The Butt of Lewis Lighthouse was built by the famous lighthouse builder David Stevenson in 1862. Other sources include Thomas Stevenson as one of the builders too. Little is known of the station's early history. A plaque in the lightroom indicates that the present equipment was installed in 1905. The station became the radio link for the keepers on the isolated Flannan Islands in the early 1930s, and continued to function as such until 1971, when the Flannans was made automatic.

The light was most-likely fuelled by fish oil in the beginning. This was then replaced by a paraffin burner in 1869 and finally by electricity in 1976.

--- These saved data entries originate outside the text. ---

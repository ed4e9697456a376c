//! Request configuration

use crate::cancel::CancelToken;
use crate::headers::HeaderConfig;
use crate::method::Method;
use crate::params::{ParamValue, Params};
use crate::payload::Payload;
use crate::transform::Transformers;
use crate::url_builder::ParamsSerializer;
use serde::{Deserialize, Serialize};
use std::fmt;
use std::sync::Arc;

const REDACTED: &str = "***REDACTED***";

/// How the transport should decode the response body.
#[derive(Debug, Clone, Copy, Default, PartialEq, Eq, Serialize, Deserialize)]
#[serde(rename_all = "lowercase")]
pub enum ResponseType {
    #[default]
    Text,
    Json,
    #[serde(alias = "arraybuffer", alias = "blob")]
    Bytes,
}

/// Basic authentication credentials.
#[derive(Clone, PartialEq, Eq, Serialize, Deserialize)]
pub struct BasicAuth {
    pub username: String,
    pub password: String,
}

impl BasicAuth {
    pub fn new(username: impl Into<String>, password: impl Into<String>) -> Self {
        Self {
            username: username.into(),
            password: password.into(),
        }
    }
}

impl fmt::Debug for BasicAuth {
    fn fmt(&self, f: &mut fmt::Formatter<'_>) -> fmt::Result {
        f.debug_struct("BasicAuth")
            .field("username", &self.username)
            .field("password", &REDACTED)
            .finish()
    }
}

/// Bytes moved so far for an upload or a download.
#[derive(Debug, Clone, Copy, PartialEq, Eq)]
pub struct Progress {
    pub loaded: u64,
    pub total: Option<u64>,
}

/// Progress callback.
#[derive(Clone)]
pub struct ProgressHandler(Arc<dyn Fn(Progress) + Send + Sync>);

impl ProgressHandler {
    pub fn new<F>(f: F) -> Self
    where
        F: Fn(Progress) + Send + Sync + 'static,
    {
        Self(Arc::new(f))
    }

    pub fn report(&self, progress: Progress) {
        (self.0)(progress)
    }
}

impl fmt::Debug for ProgressHandler {
    fn fmt(&self, f: &mut fmt::Formatter<'_>) -> fmt::Result {
        f.write_str("ProgressHandler")
    }
}

/// Predicate deciding whether a status code counts as success.
#[derive(Clone)]
pub struct StatusValidator(Arc<dyn Fn(u16) -> bool + Send + Sync>);

impl StatusValidator {
    pub fn new<F>(f: F) -> Self
    where
        F: Fn(u16) -> bool + Send + Sync + 'static,
    {
        Self(Arc::new(f))
    }

    pub fn validate(&self, status: u16) -> bool {
        (self.0)(status)
    }
}

impl fmt::Debug for StatusValidator {
    fn fmt(&self, f: &mut fmt::Formatter<'_>) -> fmt::Result {
        f.write_str("StatusValidator")
    }
}

/// Configuration for one request, or the defaults of a client.
///
/// Every field is optional; `None` means "not defined here" and lets the
/// merge fall back to the other side (see [`crate::merge`]).
#[derive(Debug, Clone, Default)]
pub struct RequestConfig {
    pub url: Option<String>,
    pub method: Option<Method>,
    pub base_url: Option<String>,
    pub headers: Option<HeaderConfig>,
    pub params: Option<Params>,
    pub data: Option<Payload>,
    /// Milliseconds; `0` disables the timeout.
    pub timeout_ms: Option<u64>,
    pub response_type: Option<ResponseType>,
    pub with_credentials: Option<bool>,
    pub xsrf_cookie_name: Option<String>,
    pub xsrf_header_name: Option<String>,
    pub auth: Option<BasicAuth>,
    pub transform_request: Option<Transformers>,
    pub transform_response: Option<Transformers>,
    pub params_serializer: Option<ParamsSerializer>,
    pub validate_status: Option<StatusValidator>,
    pub cancel_token: Option<CancelToken>,
    pub on_upload_progress: Option<ProgressHandler>,
    pub on_download_progress: Option<ProgressHandler>,
}

impl RequestConfig {
    pub fn new(url: impl Into<String>) -> Self {
        Self {
            url: Some(url.into()),
            ..Self::default()
        }
    }

    pub fn resolved_method(&self) -> Method {
        self.method.unwrap_or_default()
    }

    pub fn with_url(mut self, url: impl Into<String>) -> Self {
        self.url = Some(url.into());
        self
    }

    pub fn with_method(mut self, method: Method) -> Self {
        self.method = Some(method);
        self
    }

    pub fn with_base_url(mut self, base_url: impl Into<String>) -> Self {
        self.base_url = Some(base_url.into());
        self
    }

    pub fn with_headers(mut self, headers: HeaderConfig) -> Self {
        self.headers = Some(headers);
        self
    }

    /// Set a request-level header.
    pub fn with_header(mut self, name: impl Into<String>, value: impl Into<String>) -> Self {
        self.headers
            .get_or_insert_with(HeaderConfig::default)
            .flat
            .insert(name, value);
        self
    }

    pub fn with_params(mut self, params: impl Into<Params>) -> Self {
        self.params = Some(params.into());
        self
    }

    pub fn with_param(mut self, key: impl Into<String>, value: impl Into<ParamValue>) -> Self {
        self.params.get_or_insert_with(Params::default).insert(key, value);
        self
    }

    pub fn with_data(mut self, data: impl Into<Payload>) -> Self {
        self.data = Some(data.into());
        self
    }

    pub fn with_timeout_ms(mut self, timeout_ms: u64) -> Self {
        self.timeout_ms = Some(timeout_ms);
        self
    }

    pub fn with_response_type(mut self, response_type: ResponseType) -> Self {
        self.response_type = Some(response_type);
        self
    }

    pub fn with_credentials(mut self, with_credentials: bool) -> Self {
        self.with_credentials = Some(with_credentials);
        self
    }

    pub fn with_xsrf(mut self, cookie_name: impl Into<String>, header_name: impl Into<String>) -> Self {
        self.xsrf_cookie_name = Some(cookie_name.into());
        self.xsrf_header_name = Some(header_name.into());
        self
    }

    pub fn with_auth(mut self, auth: BasicAuth) -> Self {
        self.auth = Some(auth);
        self
    }

    pub fn with_transform_request(mut self, transformers: Transformers) -> Self {
        self.transform_request = Some(transformers);
        self
    }

    pub fn with_transform_response(mut self, transformers: Transformers) -> Self {
        self.transform_response = Some(transformers);
        self
    }

    pub fn with_params_serializer(mut self, serializer: ParamsSerializer) -> Self {
        self.params_serializer = Some(serializer);
        self
    }

    pub fn with_validate_status<F>(mut self, f: F) -> Self
    where
        F: Fn(u16) -> bool + Send + Sync + 'static,
    {
        self.validate_status = Some(StatusValidator::new(f));
        self
    }

    pub fn with_cancel_token(mut self, token: CancelToken) -> Self {
        self.cancel_token = Some(token);
        self
    }

    pub fn with_upload_progress<F>(mut self, f: F) -> Self
    where
        F: Fn(Progress) + Send + Sync + 'static,
    {
        self.on_upload_progress = Some(ProgressHandler::new(f));
        self
    }

    pub fn with_download_progress<F>(mut self, f: F) -> Self
    where
        F: Fn(Progress) + Send + Sync + 'static,
    {
        self.on_download_progress = Some(ProgressHandler::new(f));
        self
    }
}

It was operated by three Keepers who lived at the Station with their families but the fog signal was discontinued on 31 March 1995 and the light was automated on 30 March 1998. It is now remotely monitored from Edinburgh.

Until the early 1960s, all supplies were delivered by sea because of the poor road system on the island. This would occur at the nearby Port Stoth, where small cargo vessels would regularly berth if the weather allowed it to offload provisions for the lighthouse station.

The Butt of Lewis was also one the General Lighthouse Authorities transmitting stations for Differential GPS until March 2022.

Eilean nan Luchruban 
One kilometre south-west of the Butt is a stack, or small island, of Eilean nan Luchruban, also known as the Pygmies' Isle. The isle was first mentioned by Dean Munro in about 1549 and described as being a ‘kirk’ where pygmies were buried. There are several structures on the island and earlier historical records mention bones in the structures. It was excavated by antiquarians sometime before 1905, when bones and pottery were found. The bones were found to be from animals and the pottery was later found to be from the Neolithic period.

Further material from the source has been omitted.